▶ [Exercise] Set down the material again. Keep every line exactly as it is.

▶ [Recorded information]
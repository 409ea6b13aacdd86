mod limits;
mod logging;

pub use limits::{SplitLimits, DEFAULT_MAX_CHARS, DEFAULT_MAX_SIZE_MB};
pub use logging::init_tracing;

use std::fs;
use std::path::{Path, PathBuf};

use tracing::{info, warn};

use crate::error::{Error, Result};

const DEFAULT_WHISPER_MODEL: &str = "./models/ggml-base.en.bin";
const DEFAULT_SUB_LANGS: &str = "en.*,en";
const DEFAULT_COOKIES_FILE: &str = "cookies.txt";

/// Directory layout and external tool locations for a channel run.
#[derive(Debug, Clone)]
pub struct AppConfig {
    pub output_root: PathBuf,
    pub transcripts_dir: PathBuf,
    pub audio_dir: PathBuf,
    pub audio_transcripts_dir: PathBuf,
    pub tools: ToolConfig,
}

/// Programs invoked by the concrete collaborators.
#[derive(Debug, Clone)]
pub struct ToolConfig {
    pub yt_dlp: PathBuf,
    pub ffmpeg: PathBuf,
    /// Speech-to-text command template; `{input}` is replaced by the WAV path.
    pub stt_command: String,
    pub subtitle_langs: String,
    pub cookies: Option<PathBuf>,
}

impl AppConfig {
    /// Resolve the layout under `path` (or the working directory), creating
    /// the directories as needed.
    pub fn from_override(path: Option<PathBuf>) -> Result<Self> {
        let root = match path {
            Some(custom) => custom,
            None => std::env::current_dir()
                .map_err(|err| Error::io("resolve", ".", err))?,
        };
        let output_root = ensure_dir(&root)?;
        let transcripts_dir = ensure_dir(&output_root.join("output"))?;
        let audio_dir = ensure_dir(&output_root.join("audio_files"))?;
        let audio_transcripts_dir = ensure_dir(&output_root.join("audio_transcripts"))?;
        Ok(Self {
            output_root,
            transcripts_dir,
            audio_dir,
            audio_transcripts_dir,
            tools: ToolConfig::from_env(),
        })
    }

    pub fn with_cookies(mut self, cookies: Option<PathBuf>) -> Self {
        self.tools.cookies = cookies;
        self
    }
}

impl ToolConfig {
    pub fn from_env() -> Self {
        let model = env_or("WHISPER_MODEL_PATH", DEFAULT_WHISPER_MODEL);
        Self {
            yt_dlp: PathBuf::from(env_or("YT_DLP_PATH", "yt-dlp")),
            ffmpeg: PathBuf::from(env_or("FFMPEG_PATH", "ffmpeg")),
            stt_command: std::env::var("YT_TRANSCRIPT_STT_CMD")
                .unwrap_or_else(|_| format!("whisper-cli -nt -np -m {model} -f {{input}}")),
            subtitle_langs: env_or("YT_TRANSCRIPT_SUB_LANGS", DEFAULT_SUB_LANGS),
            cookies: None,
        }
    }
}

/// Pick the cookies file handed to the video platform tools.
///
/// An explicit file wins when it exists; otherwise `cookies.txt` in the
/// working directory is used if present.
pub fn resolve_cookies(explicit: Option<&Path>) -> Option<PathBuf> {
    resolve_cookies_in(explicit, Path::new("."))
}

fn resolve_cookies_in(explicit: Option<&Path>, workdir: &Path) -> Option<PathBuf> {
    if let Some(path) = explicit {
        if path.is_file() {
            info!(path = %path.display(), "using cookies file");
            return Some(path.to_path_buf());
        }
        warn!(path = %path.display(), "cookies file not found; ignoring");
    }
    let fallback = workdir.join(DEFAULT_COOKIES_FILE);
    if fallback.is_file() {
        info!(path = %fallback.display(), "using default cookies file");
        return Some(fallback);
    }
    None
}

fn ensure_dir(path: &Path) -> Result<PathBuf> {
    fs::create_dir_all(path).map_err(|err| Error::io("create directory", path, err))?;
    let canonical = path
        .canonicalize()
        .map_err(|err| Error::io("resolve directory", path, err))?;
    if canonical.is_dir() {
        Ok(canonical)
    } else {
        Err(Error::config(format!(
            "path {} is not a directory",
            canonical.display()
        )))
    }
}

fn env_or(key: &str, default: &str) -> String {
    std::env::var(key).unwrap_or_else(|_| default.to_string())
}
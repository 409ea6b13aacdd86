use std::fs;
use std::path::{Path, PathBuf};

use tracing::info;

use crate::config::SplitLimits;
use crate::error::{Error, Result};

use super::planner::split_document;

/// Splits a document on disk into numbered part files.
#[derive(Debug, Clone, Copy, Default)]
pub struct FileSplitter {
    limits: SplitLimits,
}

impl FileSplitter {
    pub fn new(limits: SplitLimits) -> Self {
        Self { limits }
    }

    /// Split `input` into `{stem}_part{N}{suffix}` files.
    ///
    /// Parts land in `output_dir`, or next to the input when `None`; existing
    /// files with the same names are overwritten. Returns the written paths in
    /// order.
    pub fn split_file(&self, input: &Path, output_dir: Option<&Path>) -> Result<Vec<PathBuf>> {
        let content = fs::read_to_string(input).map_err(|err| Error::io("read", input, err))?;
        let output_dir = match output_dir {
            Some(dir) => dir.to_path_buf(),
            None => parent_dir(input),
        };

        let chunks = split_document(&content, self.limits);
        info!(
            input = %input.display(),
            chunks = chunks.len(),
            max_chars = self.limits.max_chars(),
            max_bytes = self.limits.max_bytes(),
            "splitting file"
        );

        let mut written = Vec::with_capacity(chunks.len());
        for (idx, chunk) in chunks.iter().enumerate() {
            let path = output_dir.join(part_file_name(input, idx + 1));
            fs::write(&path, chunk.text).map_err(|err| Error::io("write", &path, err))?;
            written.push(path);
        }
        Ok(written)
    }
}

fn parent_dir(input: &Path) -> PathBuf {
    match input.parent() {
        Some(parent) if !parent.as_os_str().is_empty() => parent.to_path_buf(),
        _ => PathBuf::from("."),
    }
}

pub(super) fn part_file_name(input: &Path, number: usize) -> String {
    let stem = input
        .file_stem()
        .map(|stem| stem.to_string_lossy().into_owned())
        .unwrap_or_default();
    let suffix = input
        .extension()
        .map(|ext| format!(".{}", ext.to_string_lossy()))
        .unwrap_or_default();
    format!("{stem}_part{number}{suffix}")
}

▶ [Answer box]
repository 409ea6b13aacdd86
mod limits;
mod logging;

pub use limits::{SplitLimits, DEFAULT_MAX_CHARS, DEFAULT_MAX_SIZE_MB};
pub use logging::init_tracing;

use std::fs;
use std::path::{Path, PathBuf};

use tracing::{info, warn};

use crate::error::{Error, Result};

const DEFAULT_WHISPER_MODEL: &str = "./models/ggml-base.en.bin";
const DEFAULT_SUB_LANGS: &str = "en.*,en";
const DEFAULT_COOKIES_FILE: &str = "cookies.txt";

/// Directory layout and external tool locations for a channel run.
#[derive(Debug, Clone)]
pub struct AppConfig {
    pub output_root: PathBuf,
    pub transcripts_dir: PathBuf,
    pub audio_dir: PathBuf,
    pub audio_transcripts_dir: PathBuf,
    pub tools: ToolConfig,
}

/// Programs invoked by the concrete collaborators.
#[derive(Debug, Clone)]
pub struct ToolConfig {
    pub yt_dlp: PathBuf,
    pub ffmpeg: PathBuf,
    /// Speech-to-text command template; `{input}` is replaced by the WAV path.
    pub stt_command: String,
    pub subtitle_langs: String,
    pub cookies: Option<PathBuf>,
}

impl AppConfig {
    /// Resolve the layout under `path` (or the working directory), creating
    /// the directories as needed.
    pub fn from_override(path: Option<PathBuf>) -> Result<Self> {
        let root = match path {
            Some(custom) => custom,
            None => std::env::current_dir()
                .map_err(|err| Error::io("resolve", ".", err))?,
        };
        let output_root = ensure_dir(&root)?;
        let transcripts_dir = ensure_dir(&output_root.join("output"))?;
        let audio_dir = ensure_dir(&output_root.join("audio_files"))?;
        let audio_transcripts_dir = ensure_dir(&output_root.join("audio_transcripts"))?;
        Ok(Self {
            output_root,
            transcripts_dir,
            audio_dir,
            audio_transcripts_dir,
            tools: ToolConfig::from_env(),
        })
    }

    pub fn with_cookies(mut self, cookies: Option<PathBuf>) -> Self {
        self.tools.cookies = cookies;
        self
    }
}

impl ToolConfig {
    pub fn from_env() -> Self {
        let model = env_or("WHISPER_MODEL_PATH", DEFAULT_WHISPER_MODEL);
        Self {
            yt_dlp: PathBuf::from(env_or("YT_DLP_PATH", "yt-dlp")),
            ffmpeg: PathBuf::from(env_or("FFMPEG_PATH", "ffmpeg")),
            stt_command: std::env::var("YT_TRANSCRIPT_STT_CMD")
                .unwrap_or_else(|_| format!("whisper-cli -nt -np -m {model} -f {{input}}")),
            subtitle_langs: env_or("YT_TRANSCRIPT_SUB_LANGS", DEFAULT_SUB_LANGS),
            cookies: None,
        }
    }
}

/// Pick the cookies file handed to the video platform tools.
///
/// An explicit file wins when it exists; otherwise `cookies.txt` in the
/// working directory is used if present.
pub fn resolve_cookies(explicit: Option<&Path>) -> Option<PathBuf> {
    resolve_cookies_in(explicit, Path::new("."))
}

fn resolve_cookies_in(explicit: Option<&Path>, workdir: &Path) -> Option<PathBuf> {
    if let Some(path) = explicit {
        if path.is_file() {
            info!(path = %path.display(), "using cookies file");
            return Some(path.to_path_buf());
        }
        warn!(path = %path.display(), "cookies file not found; ignoring");
    }
    let fallback = workdir.join(DEFAULT_COOKIES_FILE);
    if fallback.is_file() {
        info!(path = %fallback.display(), "using default cookies file");
        return Some(fallback);
    }
    None
}

fn ensure_dir(path: &Path) -> Result<PathBuf> {
    fs::create_dir_all(path).map_err(|err| Error::io("create directory", path, err))?;
    let canonical = path
        .canonicalize()
        .map_err(|err| Error::io("resolve directory", path, err))?;
    if canonical.is_dir() {
        Ok(canonical)
    } else {
        Err(Error::config(format!(
            "path {} is not a directory",
            canonical.display()
        )))
    }
}

fn env_or(key: &str, default: &str) -> String {
    std::env::var(key).unwrap_or_else(|_| default.to_string())
}
repository 409ea6b13aacdd86
use std::fs;
use std::path::{Path, PathBuf};

use tracing::info;

use crate::config::SplitLimits;
use crate::error::{Error, Result};

use super::planner::split_document;

/// Splits a document on disk into numbered part files.
#[derive(Debug, Clone, Copy, Default)]
pub struct FileSplitter {
    limits: SplitLimits,
}

impl FileSplitter {
    pub fn new(limits: SplitLimits) -> Self {
        Self { limits }
    }

    /// Split `input` into `{stem}_part{N}{suffix}` files.
    ///
    /// Parts land in `output_dir`, or next to the input when `None`; existing
    /// files with the same names are overwritten. Returns the written paths in
    /// order.
    pub fn split_file(&self, input: &Path, output_dir: Option<&Path>) -> Result<Vec<PathBuf>> {
        let content = fs::read_to_string(input).map_err(|err| Error::io("read", input, err))?;
        let output_dir = match output_dir {
            Some(dir) => dir.to_path_buf(),
            None => parent_dir(input),
        };

        let chunks = split_document(&content, self.limits);
        info!(
            input = %input.display(),
            chunks = chunks.len(),
            max_chars = self.limits.max_chars(),
            max_bytes = self.limits.max_bytes(),
            "splitting file"
        );

        let mut written = Vec::with_capacity(chunks.len());
        for (idx, chunk) in chunks.iter().enumerate() {
            let path = output_dir.join(part_file_name(input, idx + 1));
            fs::write(&path, chunk.text).map_err(|err| Error::io("write", &path, err))?;
            written.push(path);
        }
        Ok(written)
    }
}

fn parent_dir(input: &Path) -> PathBuf {
    match input.parent() {
        Some(parent) if !parent.as_os_str().is_empty() => parent.to_path_buf(),
        _ => PathBuf::from("."),
    }
}

pub(super) fn part_file_name(input: &Path, number: usize) -> String {
    let stem = input
        .file_stem()
        .map(|stem| stem.to_string_lossy().into_owned())
        .unwrap_or_default();
    let suffix = input
        .extension()
        .map(|ext| format!(".{}", ext.to_string_lossy()))
        .unwrap_or_default();
    format!("{stem}_part{number}{suffix}")
}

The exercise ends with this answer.